Segment Start: Dataset excerpts

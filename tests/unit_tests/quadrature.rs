use matrixcompare::assert_scalar_eq;
use paste::paste;

use skoll::quadrature::TimeQuadrature;

/// The monomial integrals $\int_0^1 x^k = 1 / (k + 1)$ probe the exactness degree.
fn assert_rule_integrates_monomials_up_to(quadrature: &TimeQuadrature<f64>, degree: usize) {
    for k in 0..=degree {
        let integral = quadrature.integrate(|x| x.powi(k as i32));
        let exact = 1.0 / (k as f64 + 1.0);
        assert_scalar_eq!(integral, exact, comp = abs, tol = 1e-14);
    }
}

macro_rules! test_gauss_rule_is_exact {
    ($($name:ident => $num_points:expr),+ $(,)?) => {
        $(
            paste! {
                #[test]
                fn [<gauss_ $name _has_full_exactness_degree>]() {
                    let quadrature = TimeQuadrature::<f64>::gauss($num_points);
                    assert_eq!(quadrature.len(), $num_points);
                    assert_rule_integrates_monomials_up_to(&quadrature, 2 * $num_points - 1);
                }
            }
        )+
    };
}

test_gauss_rule_is_exact!(
    one_point => 1,
    two_points => 2,
    three_points => 3,
    four_points => 4,
    five_points => 5,
);

macro_rules! test_gauss_lobatto_rule_is_exact {
    ($($name:ident => $num_points:expr),+ $(,)?) => {
        $(
            paste! {
                #[test]
                fn [<gauss_lobatto_ $name _has_full_exactness_degree>]() {
                    let quadrature = TimeQuadrature::<f64>::gauss_lobatto($num_points);
                    assert_eq!(quadrature.len(), $num_points);
                    assert_rule_integrates_monomials_up_to(&quadrature, 2 * $num_points - 3);
                }
            }
        )+
    };
}

test_gauss_lobatto_rule_is_exact!(
    two_points => 2,
    three_points => 3,
    four_points => 4,
    five_points => 5,
);

#[test]
fn gauss_points_are_interior_sorted_and_positively_weighted() {
    for num_points in 1..=12 {
        let quadrature = TimeQuadrature::<f64>::gauss(num_points);
        let points = quadrature.points();
        assert!(points.windows(2).all(|w| w[0] < w[1]));
        assert!(points.iter().all(|&x| x > 0.0 && x < 1.0));
        assert!(quadrature.weights().iter().all(|&w| w > 0.0));
        let weight_sum: f64 = quadrature.weights().iter().sum();
        assert_scalar_eq!(weight_sum, 1.0, comp = abs, tol = 1e-13);
    }
}

#[test]
fn gauss_lobatto_includes_the_endpoints() {
    for num_points in 2..=6 {
        let quadrature = TimeQuadrature::<f64>::gauss_lobatto(num_points);
        let points = quadrature.points();
        assert_eq!(points[0], 0.0);
        assert_eq!(points[num_points - 1], 1.0);
        assert!(points.windows(2).all(|w| w[0] < w[1]));
    }
}

#[test]
fn gauss_lobatto_two_points_is_the_trapezoid_rule() {
    let quadrature = TimeQuadrature::<f64>::gauss_lobatto(2);
    assert_eq!(quadrature.points(), &[0.0, 1.0]);
    assert_scalar_eq!(quadrature.weights()[0], 0.5, comp = abs, tol = 1e-15);
    assert_scalar_eq!(quadrature.weights()[1], 0.5, comp = abs, tol = 1e-15);
}

#[test]
fn gauss_lobatto_three_points_is_simpsons_rule() {
    let quadrature = TimeQuadrature::<f64>::gauss_lobatto(3);
    let points = quadrature.points();
    let weights = quadrature.weights();
    assert_scalar_eq!(points[1], 0.5, comp = abs, tol = 1e-15);
    assert_scalar_eq!(weights[0], 1.0 / 6.0, comp = abs, tol = 1e-15);
    assert_scalar_eq!(weights[1], 4.0 / 6.0, comp = abs, tol = 1e-15);
    assert_scalar_eq!(weights[2], 1.0 / 6.0, comp = abs, tol = 1e-15);
}

#[test]
fn integrate_applies_weights_pointwise() {
    let quadrature = TimeQuadrature::from_points_and_weights(vec![0.25, 0.75], vec![0.5, 0.5]);
    let integral = quadrature.integrate(|x| 2.0 * x);
    assert_scalar_eq!(integral, 1.0, comp = abs, tol = 1e-15);
}

#[test]
#[should_panic(expected = "every point must have a weight")]
fn point_and_weight_counts_must_match() {
    let _ = TimeQuadrature::from_points_and_weights(vec![0.5], vec![0.5, 0.5]);
}

#[test]
#[should_panic(expected = "quadrature points must lie in the unit interval")]
fn points_outside_the_unit_interval_are_rejected() {
    let _ = TimeQuadrature::from_points_and_weights(vec![-0.5, 0.5], vec![0.5, 0.5]);
}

Segment End: Dataset excerpts

◆ What you need to do:
Wherever a line in the entries holds "expected", copy that line.

◆ Written solution:
#[should_panic(expected = "every point must have a weight")]
#[should_panic(expected = "quadrature points must lie in the unit interval")]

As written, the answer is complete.